Which lines of the records below contain the word "fetched"? Copy each of them out.

────────────────

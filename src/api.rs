use axum::{
    Json,
    http::StatusCode,
    response::{IntoResponse, Response},
};
use chrono::{SecondsFormat, Utc};
use serde::{Deserialize, Serialize};
use serde_json::Value;
use uuid::Uuid;

pub const API_VERSION: &str = "1.0";

#[derive(Debug, Clone, Copy, PartialEq, Eq)]
pub enum ApiId {
    BookmarkCreate,
    BookmarkUpdate,
    BookmarkDelete,
    BookmarkGet,
    BookmarkSearch,
    Health,
}

impl ApiId {
    pub fn as_str(&self) -> &'static str {
        match self {
            ApiId::BookmarkCreate => "api.bookmark.create",
            ApiId::BookmarkUpdate => "api.bookmark.update",
            ApiId::BookmarkDelete => "api.bookmark.delete",
            ApiId::BookmarkGet => "api.bookmark.get",
            ApiId::BookmarkSearch => "api.bookmark.search",
            ApiId::Health => "api.health",
        }
    }
}

pub mod messages {
    pub const INTERNAL_SERVER_ERROR: &str = "Internal server error occurred";
    pub const UNAUTHORIZED: &str = "Unauthorized";
    pub const BOOKMARK_CREATED_SUCCESSFULLY: &str = "Bookmark created successfully";
    pub const BOOKMARK_ALREADY_EXISTS: &str = "Bookmark already exists";
    pub const BOOKMARK_UPDATED_SUCCESSFULLY: &str = "Bookmark updated successfully";
    pub const BOOKMARK_DELETED_SUCCESSFULLY: &str = "Bookmark deleted successfully";
    pub const BOOKMARK_REMOVED_SUCCESSFULLY: &str = "Bookmark removed successfully";
    pub const BOOKMARK_GET_SUCCESSFULLY: &str = "Bookmark fetched successfully";
    pub const BOOKMARK_LIST_SUCCESSFULLY: &str = "User's bookmarked content retrieved successfully";
    pub const BOOKMARK_SEARCH_SUCCESSFULLY: &str = "Bookmarks fetched successfully";
    pub const BOOKMARK_CHECKED_SUCCESSFULLY: &str = "Bookmark status checked successfully";
    pub const BOOKMARK_NOT_FOUND: &str = "Bookmark not found";
    pub const BOOKMARK_PAIR_NOT_FOUND: &str = "Bookmark not found for the specified user and content";
    pub const BOOKMARK_CONFLICT: &str = "Bookmark already exists for the specified user and content";
    pub const MISSING_TENANT_ID: &str = "Missing tenantId in request headers";
    pub const INVALID_UUID_PARAM: &str = "Validation failed (uuid is expected)";
    pub const OK: &str = "ok";
}

pub mod error_codes {
    pub const BAD_REQUEST: &str = "BadRequestException";
    pub const UNAUTHORIZED: &str = "UnauthorizedException";
    pub const NOT_FOUND: &str = "NotFoundException";
    pub const CONFLICT: &str = "ConflictException";
    pub const INTERNAL: &str = "InternalServerError";
}

#[derive(Debug, Clone, Serialize, Deserialize)]
pub struct ResponseParams {
    pub resmsgid: String,
    pub status: String,
    pub err: Option<String>,
    pub errmsg: Option<String>,
    pub successmessage: Option<String>,
}

/// The envelope every endpoint answers with.
#[derive(Debug, Clone, Serialize, Deserialize)]
#[serde(rename_all = "camelCase")]
pub struct APIResponse {
    pub id: String,
    pub ver: String,
    pub ts: String,
    pub params: ResponseParams,
    pub response_code: u16,
    pub result: Value,
}

impl APIResponse {
    fn new(api_id: ApiId, status: StatusCode, params: ResponseParams, result: Value) -> Self {
        APIResponse {
            id: api_id.as_str().to_owned(),
            ver: API_VERSION.to_owned(),
            ts: Utc::now().to_rfc3339_opts(SecondsFormat::Millis, true),
            params,
            response_code: status.as_u16(),
            result,
        }
    }

    pub fn success<T: Serialize>(api_id: ApiId, result: T, status: StatusCode, message: &str) -> Reply {
        let result = match serde_json::to_value(result) {
            Ok(v) => v,
            Err(e) => {
                tracing::error!(error = %e, api = api_id.as_str(), "failed to serialize response payload");
                return Self::error(
                    api_id,
                    messages::INTERNAL_SERVER_ERROR,
                    error_codes::INTERNAL,
                    StatusCode::INTERNAL_SERVER_ERROR,
                );
            }
        };

        let params = ResponseParams {
            resmsgid: Uuid::new_v4().to_string(),
            status: "successful".to_owned(),
            err: None,
            errmsg: None,
            successmessage: Some(message.to_owned()),
        };

        Reply::new(status, Self::new(api_id, status, params, result))
    }

    pub fn error(api_id: ApiId, errmsg: &str, err: &str, status: StatusCode) -> Reply {
        Self::error_with_result(api_id, errmsg, err, status, Value::Object(Default::default()))
    }

    pub fn error_with_result(
        api_id: ApiId,
        errmsg: &str,
        err: &str,
        status: StatusCode,
        result: Value,
    ) -> Reply {
        let params = ResponseParams {
            resmsgid: Uuid::new_v4().to_string(),
            status: "failed".to_owned(),
            err: Some(err.to_owned()),
            errmsg: Some(errmsg.to_owned()),
            successmessage: None,
        };

        Reply::new(status, Self::new(api_id, status, params, result))
    }

    pub fn is_success(&self) -> bool {
        self.params.status == "successful"
    }
}

/// An envelope paired with the HTTP status it is sent with.
#[derive(Debug, Clone)]
pub struct Reply {
    pub status: StatusCode,
    pub body: APIResponse,
}

impl Reply {
    pub fn new(status: StatusCode, body: APIResponse) -> Self {
        Reply { status, body }
    }
}

impl IntoResponse for Reply {
    fn into_response(self) -> Response {
        (self.status, Json(self.body)).into_response()
    }
}

pub fn bad_request(api_id: ApiId, msg: &str) -> Reply {
    APIResponse::error(api_id, msg, error_codes::BAD_REQUEST, StatusCode::BAD_REQUEST)
}

pub fn not_found(api_id: ApiId, msg: &str) -> Reply {
    APIResponse::error(api_id, msg, error_codes::NOT_FOUND, StatusCode::NOT_FOUND)
}

pub fn server_error(api_id: ApiId) -> Reply {
    APIResponse::error(
        api_id,
        messages::INTERNAL_SERVER_ERROR,
        error_codes::INTERNAL,
        StatusCode::INTERNAL_SERVER_ERROR,
    )
}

────────────────

EXERCISE RESPONSE:
    pub const BOOKMARK_GET_SUCCESSFULLY: &str = "Bookmark fetched successfully";
    pub const BOOKMARK_SEARCH_SUCCESSFULLY: &str = "Bookmarks fetched successfully";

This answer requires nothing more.